Oh well, then we should also take into consideration different pressures and temparatures at which ice can exist (>273K):


----------



## Dunno (Jul 27, 2015)

IchijiNijiSanji said:


> Oh well, then we should also take into consideration different pressures and temparatures at which ice can exist (>273K):



Well, if the pressure is 10000 times stronger or 100 times weaker in One Piece than on our planet, then it is relevant. I don't think it is.


----------



## Gohara (Jul 27, 2015)

Blackbeard wins with mid to high (closer to mid than high) difficulty, IMO.  Aokiji is likely faster- but Blackbeard is likely physically stronger, likely has better defense, likely has better Haki, and has more powerful Devil Fruit abilities than Aokiji.  The Yonkou also have significantly better feats, hype, and portrayal than the Admirals do so far.


----------



## jNdee~ (Jul 27, 2015)

What the fuck?

Yonkous have better feats?
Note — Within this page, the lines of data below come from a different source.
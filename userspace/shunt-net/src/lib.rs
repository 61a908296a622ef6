// Copyright 2026 Shunt Contributors
// SPDX-License-Identifier: Apache-2.0

//! CONTEXT: Kernel-bypass sockets contract crate (types, errors, collaborator traits)
//! OWNERS: @fastpath
//! STATUS: Functional
//! API_STABILITY: Unstable
//!
//! PUBLIC API:
//!   - SockError: cross-crate error model with errno-compatible codes
//!   - Ip4Addr/SockAddr4: IPv4 address types used on the fast path
//!   - Interest/Readiness/EpollEvent: edge-triggered notification contract
//!   - Collaborator traits: PacketPool, NetPort, KernelBridge, TickSource
//!   - pool::{PktBuf, HeapPool}: packet buffer handle + host pool backend
//!   - fake::{FakeNic, FakeBridge, ManualTicks}: deterministic host backends
//!
//! The engine crate (`shunt-sock`) owns all socket semantics; everything here
//! is the boundary it shares with applications, drivers, and tests.

#![forbid(unsafe_code)]

use core::fmt;

use thiserror::Error;

pub mod fake;
pub mod pool;

pub use pool::{HeapPool, PktBuf};

/// Monotonic milliseconds used for every deadline in the stack.
pub type Ticks = u64;

/// Raw descriptor handle as seen by applications.
pub type RawFd = i32;

/// Hard cap on `epoll_wait` maxevents, matching the public API contract.
pub const MAX_EPOLL_EVENTS: usize = 2048;

/// Default listen backlog when the caller passes 0.
pub const DEFAULT_BACKLOG: usize = 2048;

/// Receive flag: peek at queued data without consuming it. The only
/// supported receive flag.
pub const MSG_PEEK: u32 = 0x2;

/// IPv4 address in network byte order.
#[derive(Clone, Copy, Debug, PartialEq, Eq, Hash)]
pub struct Ip4Addr(pub [u8; 4]);

impl Ip4Addr {
    /// The wildcard address `0.0.0.0`.
    pub const UNSPECIFIED: Ip4Addr = Ip4Addr([0; 4]);

    pub fn is_unspecified(&self) -> bool {
        self.0 == [0; 4]
    }
}

impl fmt::Display for Ip4Addr {
    fn fmt(&self, f: &mut fmt::Formatter<'_>) -> fmt::Result {
        let [a, b, c, d] = self.0;
        write!(f, "{a}.{b}.{c}.{d}")
    }
}

/// IPv4 socket address.
#[derive(Clone, Copy, Debug, PartialEq, Eq, Hash)]
pub struct SockAddr4 {
    pub ip: Ip4Addr,
    pub port: u16,
}

impl SockAddr4 {
    /// The wildcard address `0.0.0.0:0`.
    pub const UNSPECIFIED: SockAddr4 = SockAddr4 { ip: Ip4Addr::UNSPECIFIED, port: 0 };

    pub fn new(ip: [u8; 4], port: u16) -> Self {
        Self { ip: Ip4Addr(ip), port }
    }
}

impl fmt::Display for SockAddr4 {
    fn fmt(&self, f: &mut fmt::Formatter<'_>) -> fmt::Result {
        write!(f, "{}:{}", self.ip, self.port)
    }
}

/// Transport protocol carried by a socket.
#[derive(Clone, Copy, Debug, PartialEq, Eq, Hash)]
pub enum Protocol {
    Tcp,
    Udp,
}

/// Address domain. Only IPv4 is supported by the fast path today.
#[derive(Clone, Copy, Debug, PartialEq, Eq)]
pub enum Domain {
    Inet,
}

/// Socket type.
#[derive(Clone, Copy, Debug, PartialEq, Eq)]
pub enum SockType {
    Stream,
    Dgram,
}

/// Shutdown direction selector.
#[derive(Clone, Copy, Debug, PartialEq, Eq)]
pub enum ShutdownHow {
    Read,
    Write,
    Both,
}

/// `epoll_ctl` operation selector.
#[derive(Clone, Copy, Debug, PartialEq, Eq)]
pub enum CtlOp {
    Add,
    Mod,
    Del,
}

bitflags::bitflags! {
    /// Interest flags for epoll registrations. Bit layout matches the POSIX
    /// epoll constants so callers ported from the C surface keep their masks.
    #[derive(Clone, Copy, Debug, PartialEq, Eq)]
    pub struct Interest: u32 {
        /// EPOLLIN
        const READABLE = 0x001;
        /// EPOLLOUT
        const WRITABLE = 0x004;
        /// EPOLLERR (always reported, never required in the mask)
        const ERROR = 0x008;
        /// EPOLLHUP (always reported, never required in the mask)
        const HUP = 0x010;
        /// EPOLLET. Mandatory: only edge-triggered registrations exist.
        const EDGE = 1 << 31;
    }
}

bitflags::bitflags! {
    /// Readiness condition of a socket, delivered through epoll events.
    #[derive(Clone, Copy, Debug, Default, PartialEq, Eq)]
    pub struct Readiness: u32 {
        const READABLE = 0x001;
        const WRITABLE = 0x004;
        const ERROR = 0x008;
        const HUP = 0x010;
    }
}

impl Readiness {
    /// Restricts a readiness set to what an interest mask asked for.
    /// ERROR and HUP are always delivered, matching epoll semantics.
    pub fn masked_by(self, interest: Interest) -> Readiness {
        let wanted = Readiness::from_bits_truncate(interest.bits())
            | Readiness::ERROR
            | Readiness::HUP;
        self & wanted
    }
}

/// One delivered readiness event.
#[derive(Clone, Copy, Debug, PartialEq, Eq)]
pub struct EpollEvent {
    pub fd: RawFd,
    pub events: Readiness,
}

/// Error model shared by every public operation.
///
/// `WouldBlock` and `InProgress` are flow-control signals, not failures;
/// callers re-poll via the epoll engine. Everything else is a hard error for
/// the operation (and for `ConnReset`/`TimedOut`, for the connection).
#[derive(Clone, Copy, Debug, Error, PartialEq, Eq)]
pub enum SockError {
    /// Operation cannot complete without waiting; retry after readiness.
    #[error("operation would block")]
    WouldBlock,
    /// Asynchronous connect accepted; completion arrives via readiness.
    #[error("operation now in progress")]
    InProgress,
    /// Descriptor is not live in the calling context's table.
    #[error("bad descriptor")]
    BadDescriptor,
    /// Caller misuse (address, length, flag, or state).
    #[error("invalid input: {0}")]
    InvalidInput(&'static str),
    /// Local address/port already bound without reuse.
    #[error("address in use")]
    AddrInUse,
    /// Requested local address is not owned by this stack.
    #[error("address not available")]
    AddrNotAvail,
    /// Operation requires an established connection.
    #[error("not connected")]
    NotConnected,
    /// Socket is already connected or connecting.
    #[error("already connected")]
    AlreadyConnected,
    /// Peer refused the connection (RST during handshake).
    #[error("connection refused")]
    ConnRefused,
    /// Peer reset an established connection.
    #[error("connection reset by peer")]
    ConnReset,
    /// Retransmission or keepalive gave up on the peer.
    #[error("connection timed out")]
    TimedOut,
    /// Packet-buffer pool exhausted.
    #[error("no buffer space available")]
    NoBufs,
    /// Descriptor table full.
    #[error("descriptor table exhausted")]
    NoDescriptors,
    /// Operation not supported by this socket layer.
    #[error("not supported: {0}")]
    NotSupported(&'static str),
    /// Handle belongs to another process image (inherited across fork) or
    /// to a torn-down stack.
    #[error("stale stack context")]
    StaleContext,
}

impl SockError {
    /// errno-compatible code for the C-shaped surface.
    pub fn errno(&self) -> i32 {
        match self {
            SockError::WouldBlock => 11,        // EAGAIN
            SockError::InProgress => 115,       // EINPROGRESS
            SockError::BadDescriptor => 9,      // EBADF
            SockError::InvalidInput(_) => 22,   // EINVAL
            SockError::AddrInUse => 98,         // EADDRINUSE
            SockError::AddrNotAvail => 99,      // EADDRNOTAVAIL
            SockError::NotConnected => 107,     // ENOTCONN
            SockError::AlreadyConnected => 106, // EISCONN
            SockError::ConnRefused => 111,      // ECONNREFUSED
            SockError::ConnReset => 104,        // ECONNRESET
            SockError::TimedOut => 110,         // ETIMEDOUT
            SockError::NoBufs => 105,           // ENOBUFS
            SockError::NoDescriptors => 24,     // EMFILE
            SockError::NotSupported(_) => 95,   // EOPNOTSUPP
            SockError::StaleContext => 1,       // EPERM
        }
    }
}

/// Result alias used across the workspace.
pub type SockResult<T> = Result<T, SockError>;

/// Validates an `epoll_wait` maxevents argument against the contract.
pub fn validate_maxevents(maxevents: usize) -> SockResult<()> {
    if maxevents == 0 || maxevents > MAX_EPOLL_EVENTS {
        return Err(SockError::InvalidInput("maxevents out of range"));
    }
    Ok(())
}

/// Monotonic clock the stack reads for every timer and deadline. Passing the
/// clock in (instead of reading wall time inline) keeps every timer path
/// deterministic under test.
pub trait TickSource: Send + Sync {
    fn now_ms(&self) -> Ticks;
}

/// Host clock: milliseconds since stack creation.
pub struct SystemTicks {
    origin: std::time::Instant,
}

impl SystemTicks {
    pub fn new() -> Self {
        Self { origin: std::time::Instant::now() }
    }
}

impl Default for SystemTicks {
    fn default() -> Self {
        Self::new()
    }
}

impl TickSource for SystemTicks {
    fn now_ms(&self) -> Ticks {
        self.origin.elapsed().as_millis() as Ticks
    }
}

/// Fixed-size packet-buffer pool. The provisioning side (hugepages, shared
/// memory) lives outside this workspace; the engine only borrows and returns
/// handles, and must return every handle exactly once.
pub trait PacketPool: Send + Sync {
    /// Borrows a buffer, or `None` when the pool is exhausted (the engine
    /// surfaces that as `WouldBlock`/`NoBufs`, never by blocking).
    fn alloc(&self) -> Option<PktBuf>;
    /// Returns a borrowed buffer.
    fn free(&self, buf: PktBuf);
    /// Number of buffers currently borrowed. Test harnesses assert this
    /// returns to zero after teardown.
    fn outstanding(&self) -> usize;
}

/// Poll-mode network port boundary. The real driver polls hardware queues;
/// the contract is a burst interface with no blocking and no interrupts.
pub trait NetPort: Send {
    fn port_id(&self) -> u16;
    /// Moves up to `max` received frames into `out`; returns how many.
    fn rx_burst(&mut self, out: &mut Vec<PktBuf>, max: usize) -> usize;
    /// Transmits the queued frames, draining `frames`; returns how many were
    /// accepted by the port (the rest are dropped by the port, which owns
    /// returning them to the pool).
    fn tx_burst(&mut self, frames: &mut Vec<PktBuf>) -> usize;
}

/// Kernel-bridge boundary: the slow path that hands frames the fast path
/// does not understand to the host kernel through a virtual device.
pub trait KernelBridge: Send {
    /// Wires the bridge to the set of physical ports at stack init.
    fn configure(&mut self, ports: &[u16]) -> SockResult<()>;
    /// Per-core drain, invoked once per poll pass.
    fn run(&mut self, core: usize);
    /// Hands a burst of unclassified frames to the bridge for `port`.
    /// The bridge takes ownership; returns how many it accepted.
    fn send_burst(&mut self, port: u16, frames: Vec<PktBuf>) -> usize;
    /// Bridge identifier for a physical port, if one is configured.
    fn bridge_id(&self, port: u16) -> Option<u16>;
}
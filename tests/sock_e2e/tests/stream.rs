// Copyright 2026 Shunt Contributors
// SPDX-License-Identifier: Apache-2.0

//! Cross-stack TCP scenarios: handshake, data round trip, EOF signaling,
//! backlog policy, reuse-port spreading.

use shunt_net::{CtlOp, Domain, Interest, PacketPool, Readiness, SockError, SockType};
use sock_e2e::{at, linked_pair, pump, IP_A, IP_B};

const ET_IN: Interest = Interest::READABLE.union(Interest::EDGE);
const ET_OUT: Interest = Interest::WRITABLE.union(Interest::EDGE);

#[test]
fn listen_accept_ping_and_peer_observes_close() {
    let (a, b) = linked_pair();
    let server = a.stack.attach().unwrap();
    let client = b.stack.attach().unwrap();

    let lfd = server.socket(Domain::Inet, SockType::Stream).unwrap();
    server.bind(lfd, at(IP_A, 9000)).unwrap();
    server.listen(lfd, 128).unwrap();

    let cfd = client.socket(Domain::Inet, SockType::Stream).unwrap();
    let cep = client.epoll_create(8).unwrap();
    client.epoll_ctl(cep, CtlOp::Add, cfd, ET_OUT).unwrap();
    assert_eq!(client.connect(cfd, at(IP_A, 9000)), Err(SockError::InProgress));

    pump(&a, &b, 8);

    // Connect completion arrives as a writability edge, never by blocking.
    let events = client.epoll_wait(cep, 8, 0).unwrap();
    assert!(events.iter().any(|e| e.fd == cfd && e.events.contains(Readiness::WRITABLE)));

    let (afd, peer) = server.accept(lfd).unwrap();
    assert_ne!(afd, lfd);
    assert_eq!(peer.ip.0, IP_B);
    assert_eq!(server.getpeername(afd).unwrap(), peer);
    assert_eq!(client.getpeername(cfd).unwrap(), at(IP_A, 9000));

    // Client sends 4 bytes; the accepted socket reads exactly those bytes.
    assert_eq!(client.send(cfd, b"ping", 0).unwrap(), 4);
    pump(&a, &b, 4);
    let mut buf = [0u8; 16];
    let (n, from) = server.recvfrom(afd, &mut buf, 0).unwrap();
    assert_eq!((n, from), (4, peer));
    assert_eq!(&buf[..4], b"ping");

    // Server closes; the client observes a readable edge and a zero-length
    // read before closing its own side.
    client.epoll_ctl(cep, CtlOp::Mod, cfd, ET_IN | Interest::WRITABLE).unwrap();
    server.close(afd).unwrap();
    pump(&a, &b, 4);
    let events = client.epoll_wait(cep, 8, 0).unwrap();
    assert!(events.iter().any(|e| e.fd == cfd && e.events.contains(Readiness::READABLE)));
    assert_eq!(client.recv(cfd, &mut buf, 0).unwrap(), 0);

    client.close(cfd).unwrap();
    server.close(lfd).unwrap();
    client.close(cep).unwrap();
    pump(&a, &b, 4);
    assert_eq!(a.pool.outstanding(), 0);
    assert_eq!(b.pool.outstanding(), 0);
}

#[test]
fn backlog_overflow_refuses_the_extra_connection() {
    let (a, b) = linked_pair();
    let server = a.stack.attach().unwrap();
    let client = b.stack.attach().unwrap();

    let lfd = server.socket(Domain::Inet, SockType::Stream).unwrap();
    server.bind(lfd, at(IP_A, 9100)).unwrap();
    server.listen(lfd, 1).unwrap();

    // First connection fills the backlog of one.
    let c1 = client.socket(Domain::Inet, SockType::Stream).unwrap();
    assert_eq!(client.connect(c1, at(IP_A, 9100)), Err(SockError::InProgress));
    pump(&a, &b, 8);

    // The second is refused with a reset, not queued.
    let c2 = client.socket(Domain::Inet, SockType::Stream).unwrap();
    assert_eq!(client.connect(c2, at(IP_A, 9100)), Err(SockError::InProgress));
    pump(&a, &b, 8);
    assert_eq!(client.send(c2, b"x", 0), Err(SockError::ConnRefused));

    // The first is intact and acceptable.
    let (afd, _) = server.accept(lfd).unwrap();
    assert_eq!(server.accept(lfd), Err(SockError::WouldBlock));

    for fd in [c1, c2] {
        client.close(fd).unwrap();
    }
    server.close(afd).unwrap();
    server.close(lfd).unwrap();
    pump(&a, &b, 4);
    assert_eq!(a.pool.outstanding(), 0);
    assert_eq!(b.pool.outstanding(), 0);
}

#[test]
fn reuse_port_group_lands_each_connection_on_one_listener() {
    let (a, b) = linked_pair();
    let server = a.stack.attach().unwrap();
    let client = b.stack.attach().unwrap();

    use shunt_sock::socket::sockopt::{SOL_SOCKET, SO_REUSEPORT};
    let l1 = server.socket(Domain::Inet, SockType::Stream).unwrap();
    let l2 = server.socket(Domain::Inet, SockType::Stream).unwrap();
    for fd in [l1, l2] {
        server.setsockopt(fd, SOL_SOCKET, SO_REUSEPORT, 1).unwrap();
        server.bind(fd, at(IP_A, 9200)).unwrap();
        server.listen(fd, 16).unwrap();
    }

    let cfd = client.socket(Domain::Inet, SockType::Stream).unwrap();
    assert_eq!(client.connect(cfd, at(IP_A, 9200)), Err(SockError::InProgress));
    pump(&a, &b, 8);

    let one = server.accept(l1);
    let two = server.accept(l2);
    // Exactly one listener got it.
    assert_eq!(one.is_ok() as u8 + two.is_ok() as u8, 1);

    let afd = one.or(two).unwrap().0;
    for fd in [l1, l2, afd] {
        server.close(fd).unwrap();
    }
    client.close(cfd).unwrap();
    pump(&a, &b, 4);
    assert_eq!(a.pool.outstanding(), 0);
    assert_eq!(b.pool.outstanding(), 0);
}

#[test]
fn without_a_listener_the_second_bind_fails() {
    let (a, _b) = linked_pair();
    let server = a.stack.attach().unwrap();

    let l1 = server.socket(Domain::Inet, SockType::Stream).unwrap();
    let l2 = server.socket(Domain::Inet, SockType::Stream).unwrap();
    server.bind(l1, at(IP_A, 9300)).unwrap();
    assert_eq!(server.bind(l2, at(IP_A, 9300)), Err(SockError::AddrInUse));
    // Binding someone else's address is a different failure.
    assert_eq!(server.bind(l2, at(IP_B, 9300)), Err(SockError::AddrNotAvail));

    server.close(l1).unwrap();
    server.close(l2).unwrap();
}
What?

Aside from WB, who has feats? You only ride a hype train.


----------



## Gohara (Jul 27, 2015)

Whitebeard is a Yonkou, so I don't see why he would be excluded, but I would also throw out Shanks' Haki feat around Jozu- although I would say that's more portrayal than a feat.  Jozu, who has fought on par with an Admiral, groaned just by being in Shanks' relatively relaxed presence.  I'm also comparing those feats to the Admirals' feats.  Around a handful of characters notably below Yonkou level have fought on par with Admirals and in some cases have received similar portrayal as them.


----------



## jNdee~ (Jul 27, 2015)

WB had the title of WSM, he was stronger than any yonkou or admiral.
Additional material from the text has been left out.